*Excerpted records*.
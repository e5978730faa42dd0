//! In-process result store for tests and dry runs.

use std::collections::HashMap;
use std::sync::atomic::{AtomicU32, Ordering};
use std::sync::Mutex;

use async_trait::async_trait;
use uuid::Uuid;

use quizmark_core::error::StoreError;
use quizmark_core::results::AttemptResult;
use quizmark_core::traits::{ResultStore, SavedResult};

/// A result store backed by a `HashMap`.
///
/// Counts calls and can be primed to fail the next few saves with a
/// transient error, which makes it useful for exercising retry paths.
#[derive(Default)]
pub struct MemoryStore {
    results: Mutex<HashMap<Uuid, AttemptResult>>,
    save_count: AtomicU32,
    failing_saves: AtomicU32,
}

impl MemoryStore {
    pub fn new() -> Self {
        Self::default()
    }

    /// Make the next `n` saves fail with [`StoreError::Network`].
    pub fn fail_next_saves(&self, n: u32) {
        self.failing_saves.store(n, Ordering::SeqCst);
    }

    /// Number of `save` calls made, including failed ones.
    pub fn save_count(&self) -> u32 {
        self.save_count.load(Ordering::SeqCst)
    }

    /// Number of results currently stored.
    pub fn len(&self) -> usize {
        self.lock().len()
    }

    pub fn is_empty(&self) -> bool {
        self.len() == 0
    }

    /// Snapshot of every stored result.
    pub fn all(&self) -> Vec<AttemptResult> {
        self.lock().values().cloned().collect()
    }

    fn lock(&self) -> std::sync::MutexGuard<'_, HashMap<Uuid, AttemptResult>> {
        // A poisoned map is still consistent: every write is a single insert.
        self.results
            .lock()
            .unwrap_or_else(|poisoned| poisoned.into_inner())
    }

    fn take_injected_failure(&self) -> bool {
        self.failing_saves
            .fetch_update(Ordering::SeqCst, Ordering::SeqCst, |n| n.checked_sub(1))
            .is_ok()
    }
}

#[async_trait]
impl ResultStore for MemoryStore {
    fn name(&self) -> &str {
        "memory"
    }

    async fn save(&self, result: &AttemptResult) -> Result<SavedResult, StoreError> {
        self.save_count.fetch_add(1, Ordering::SeqCst);
        if self.take_injected_failure() {
            return Err(StoreError::Network("injected failure".into()));
        }

        let mut results = self.lock();
        if let Some(existing) = results.get(&result.id) {
            if existing.status.is_final() {
                return Err(StoreError::Conflict(format!(
                    "result {} is already {}",
                    result.id, existing.status
                )));
            }
        }
        results.insert(result.id, result.clone());
        tracing::debug!(id = %result.id, status = %result.status, "stored result in memory");

        Ok(SavedResult {
            id: result.id.to_string(),
        })
    }

    async fn get(&self, id: Uuid) -> Result<AttemptResult, StoreError> {
        self.lock()
            .get(&id)
            .cloned()
            .ok_or_else(|| StoreError::NotFound(id.to_string()))
    }

    async fn list_for_test(&self, test_id: &str) -> Result<Vec<AttemptResult>, StoreError> {
        Ok(self
            .lock()
            .values()
            .filter(|r| r.test_id == test_id)
            .cloned()
            .collect())
    }
}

*Work item*. Please output an exact copy of the lines above, from the opening line of the data down to the line that contains "self.save_count.fetch_add(1, Ordering::SeqCst);".

*Answer to this problem*.
repository e5978730faa42dd0
//! In-process result store for tests and dry runs.

use std::collections::HashMap;
use std::sync::atomic::{AtomicU32, Ordering};
use std::sync::Mutex;

use async_trait::async_trait;
use uuid::Uuid;

use quizmark_core::error::StoreError;
use quizmark_core::results::AttemptResult;
use quizmark_core::traits::{ResultStore, SavedResult};

/// A result store backed by a `HashMap`.
///
/// Counts calls and can be primed to fail the next few saves with a
/// transient error, which makes it useful for exercising retry paths.
#[derive(Default)]
pub struct MemoryStore {
    results: Mutex<HashMap<Uuid, AttemptResult>>,
    save_count: AtomicU32,
    failing_saves: AtomicU32,
}

impl MemoryStore {
    pub fn new() -> Self {
        Self::default()
    }

    /// Make the next `n` saves fail with [`StoreError::Network`].
    pub fn fail_next_saves(&self, n: u32) {
        self.failing_saves.store(n, Ordering::SeqCst);
    }

    /// Number of `save` calls made, including failed ones.
    pub fn save_count(&self) -> u32 {
        self.save_count.load(Ordering::SeqCst)
    }

    /// Number of results currently stored.
    pub fn len(&self) -> usize {
        self.lock().len()
    }

    pub fn is_empty(&self) -> bool {
        self.len() == 0
    }

    /// Snapshot of every stored result.
    pub fn all(&self) -> Vec<AttemptResult> {
        self.lock().values().cloned().collect()
    }

    fn lock(&self) -> std::sync::MutexGuard<'_, HashMap<Uuid, AttemptResult>> {
        // A poisoned map is still consistent: every write is a single insert.
        self.results
            .lock()
            .unwrap_or_else(|poisoned| poisoned.into_inner())
    }

    fn take_injected_failure(&self) -> bool {
        self.failing_saves
            .fetch_update(Ordering::SeqCst, Ordering::SeqCst, |n| n.checked_sub(1))
            .is_ok()
    }
}

#[async_trait]
impl ResultStore for MemoryStore {
    fn name(&self) -> &str {
        "memory"
    }

    async fn save(&self, result: &AttemptResult) -> Result<SavedResult, StoreError> {
        self.save_count.fetch_add(1, Ordering::SeqCst);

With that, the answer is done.